As you can see in the sample diagram above, there are lines often dashed diagonal lines, connect MO levels with their constituent AO levels. The AO or MO shapes themselves are often not shown on these diagrams. For a diatomic molecule, an MO diagram effectively shows the energetics of the bond between the two atoms, whose AO unbonded energies are shown on the sides. For simple polyatomic molecules with a “central atom” such as methane (CH4) or carbon dioxide (CO2), a MO diagram may show one of the identical bonds to the central atom. The following molecular orbital diagrams contain the chemical bonding of carbon, Co2, and He2.
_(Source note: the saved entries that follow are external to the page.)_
use crate::auth::RequestContext;
use crate::consent::{ConsentDelta, ConsentError, ConsentKey, Scope};
use crate::store::{ConsentStore, ConsentStoreBackend, StoreError};
use log::{debug, error};
use std::collections::BTreeSet;
use std::sync::Arc;

/// Read and write operations over consent records.
///
/// Input is validated before the store is touched; records are never cached
/// between requests.
#[derive(Clone)]
pub struct ConsentService {
    store: Arc<ConsentStore>,
}

impl ConsentService {
    pub fn new(store: ConsentStore) -> Self {
        Self {
            store: Arc::new(store),
        }
    }

    pub fn store(&self) -> &ConsentStore {
        &self.store
    }

    /// Returns the scopes currently granted for the tuple, sorted.
    ///
    /// When `requested` is given the result is limited to those scopes. An
    /// empty result is not an error.
    pub async fn fetch_grants(
        &self,
        ctx: &RequestContext,
        identity: &str,
        application: &str,
        granting_identity: &str,
        requested: Option<&BTreeSet<Scope>>,
    ) -> Result<Vec<Scope>, ConsentError> {
        let key = ConsentKey::new(identity, application, granting_identity)?;
        debug!(
            "[{}] Fetching consents for identity '{}' to application '{}' via '{}'",
            ctx.request_id, identity, application, granting_identity
        );

        let granted = self.store.fetch(&key).await.map_err(|e| {
            error!("[{}] Failed to fetch consents: {}", ctx.request_id, e);
            e
        })?;

        let result: Vec<Scope> = match requested {
            Some(requested) => granted.intersection(requested).cloned().collect(),
            None => granted.into_iter().collect(),
        };
        debug!("[{}] Found {} granted scopes", ctx.request_id, result.len());
        Ok(result)
    }

    /// Grants and revokes scopes for the tuple and returns the resulting
    /// granted scopes, sorted.
    ///
    /// A scope present in both lists is granted. The store write is spawned
    /// so it completes even if the caller stops waiting for it.
    pub async fn apply_consent(
        &self,
        ctx: &RequestContext,
        identity: &str,
        application: &str,
        granting_identity: &str,
        grant: Vec<String>,
        revoke: Vec<String>,
    ) -> Result<Vec<Scope>, ConsentError> {
        let key = ConsentKey::new(identity, application, granting_identity)?;
        let delta = ConsentDelta::new(grant, revoke)?;
        if delta.is_empty() {
            return Err(ConsentError::EmptyRequestNotAllowed);
        }
        debug!(
            "[{}] Applying consent for identity '{}' to application '{}' via '{}': grant {:?}, revoke {:?}",
            ctx.request_id,
            identity,
            application,
            granting_identity,
            delta.grant(),
            delta.revoke()
        );

        let store = Arc::clone(&self.store);
        let write = tokio::spawn(async move { store.apply(&key, &delta).await });
        let granted = write
            .await
            .map_err(|e| StoreError::Task(e.to_string()))?
            .map_err(|e| {
                error!("[{}] Failed to apply consent: {}", ctx.request_id, e);
                e
            })?;

        Ok(granted.into_iter().collect())
    }
}
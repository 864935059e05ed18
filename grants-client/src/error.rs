use reqwest::header::InvalidHeaderValue;
use serde::{Deserialize, Serialize};
use std::fmt;
use thiserror::Error;

/// Language of a bulk error message
#[derive(Debug, Clone, Copy, PartialEq, Eq)]
pub enum Lang {
    /// Detailed message aimed at developers
    Dev,
    /// End-user message in English
    En,
}

/// Error codes shared by every bulk endpoint
#[derive(Debug, Clone, Copy, PartialEq, Eq, Hash)]
pub enum BulkErrorCode {
    InputValidationFailed,
    EmptyRequestNotAllowed,
    MaxRequestsExceeded,
    FailedDueToOtherErrors,
    InternalServerError,
}

impl BulkErrorCode {
    /// Numeric code used on the wire
    pub fn code(&self) -> i32 {
        match self {
            Self::InputValidationFailed => 1,
            Self::EmptyRequestNotAllowed => 2,
            Self::MaxRequestsExceeded => 3,
            Self::FailedDueToOtherErrors => 4,
            Self::InternalServerError => 5,
        }
    }

    pub fn from_code(code: i32) -> Option<Self> {
        match code {
            1 => Some(Self::InputValidationFailed),
            2 => Some(Self::EmptyRequestNotAllowed),
            3 => Some(Self::MaxRequestsExceeded),
            4 => Some(Self::FailedDueToOtherErrors),
            5 => Some(Self::InternalServerError),
            _ => None,
        }
    }

    pub fn message(&self, lang: Lang) -> &'static str {
        match (self, lang) {
            (Self::InputValidationFailed, Lang::En) => "Input validation failed",
            (Self::InputValidationFailed, Lang::Dev) => {
                "Struct validations failed on tags for input"
            }
            (Self::EmptyRequestNotAllowed, Lang::En) => "Empty request not allowed",
            (Self::EmptyRequestNotAllowed, Lang::Dev) => {
                "This endpoint does not allow the empty request - each request must be defined separately"
            }
            (Self::MaxRequestsExceeded, Lang::En) => "Max number of requests exceeded",
            (Self::MaxRequestsExceeded, Lang::Dev) => {
                "MaxRequest parameter has been set for endpoint and is exceeded by the number of request-objects given in the input"
            }
            (Self::FailedDueToOtherErrors, Lang::En) => "Failed due to other errors",
            (Self::FailedDueToOtherErrors, Lang::Dev) => {
                "Other request has already been invalidated, no reason to continue until those have been fixed"
            }
            (Self::InternalServerError, _) => {
                "Internal server error occured. Please wait until it has been fixed, before you try again"
            }
        }
    }

    /// Wire representation with the English message
    pub fn to_error_response(&self) -> ErrorResponse {
        ErrorResponse {
            code: self.code(),
            error: self.message(Lang::En).to_string(),
        }
    }
}

impl fmt::Display for BulkErrorCode {
    fn fmt(&self, f: &mut fmt::Formatter<'_>) -> fmt::Result {
        f.write_str(self.message(Lang::En))
    }
}

/// One error attached to a bulk response item
#[derive(Debug, Clone, PartialEq, Eq, Serialize, Deserialize)]
pub struct ErrorResponse {
    pub code: i32,
    pub error: String,
}

/// Errors collected for one request of a batch that failed validation
#[derive(Debug, Clone, PartialEq, Eq)]
pub struct ItemErrors {
    pub index: usize,
    pub errors: Vec<ErrorResponse>,
}

/// Errors that can occur when calling the grants endpoint
#[derive(Debug, Error)]
pub enum GrantsError {
    /// The batch as a whole was rejected before sending
    #[error("Request rejected: {0}")]
    Rejected(BulkErrorCode),
    /// One or more requests failed validation; nothing was sent
    #[error("Input validation failed for {} request(s)", .0.len())]
    InvalidRequests(Vec<ItemErrors>),
    #[error("Invalid grants URL: {0}")]
    Url(#[from] url::ParseError),
    #[error("Invalid bearer token: {0}")]
    Header(#[from] InvalidHeaderValue),
    #[error("Failed to send request to grants endpoint: {0}")]
    Request(#[from] reqwest::Error),
    #[error("Failed to parse grants response: {0}")]
    Parse(#[from] serde_json::Error),
}
use confique::env::parse::list_by_comma;
use confique::Config;

/// Scopes an access token must carry for each consent route
#[derive(Debug, Config, Clone)]
pub struct PolicyConfig {
    /// Required for `GET /authorizations`
    #[config(
        env = "CONSENT_POLICY_READ_SCOPES",
        parse_env = list_by_comma,
        default = ["consent.authorizations.get"]
    )]
    pub read_scopes: Vec<String>,

    /// Required for `POST /authorizations`
    #[config(
        env = "CONSENT_POLICY_WRITE_SCOPES",
        parse_env = list_by_comma,
        default = ["consent.authorizations.post"]
    )]
    pub write_scopes: Vec<String>,

    /// Required for `PUT /authorizations`
    #[config(
        env = "CONSENT_POLICY_UPDATE_SCOPES",
        parse_env = list_by_comma,
        default = ["consent.authorizations.update"]
    )]
    pub update_scopes: Vec<String>,
}

impl PolicyConfig {
    /// The built-in scope names, without consulting the environment
    pub fn default_scopes() -> Self {
        Self {
            read_scopes: vec!["consent.authorizations.get".to_string()],
            write_scopes: vec!["consent.authorizations.post".to_string()],
            update_scopes: vec!["consent.authorizations.update".to_string()],
        }
    }
}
One of these orbitals is called a bonding molecular orbital because electrons in this orbital spend most of their time in the region directly between the two nuclei. It is called a sigma () molecular orbital because it looks like an s orbital when viewed along the H-H bond. Electrons placed in the other orbital spend most of their time away from the region between the two nuclei. This orbital is therefore an antibonding, or sigma star (*), molecular orbital. Here are the diagrams for hydrogen, nitrogen, and oxygen.
All presented are the examples of molecular orbital diagrams that you can use as your teaching or learning resources. Use these diagrams to guide you on how to outline the basic quantum-mechanical approach to deriving molecular orbitals from atomic orbitals and to describe traits of bonding and anti-bonding molecular orbitals. Other diagram resources are also available in this site!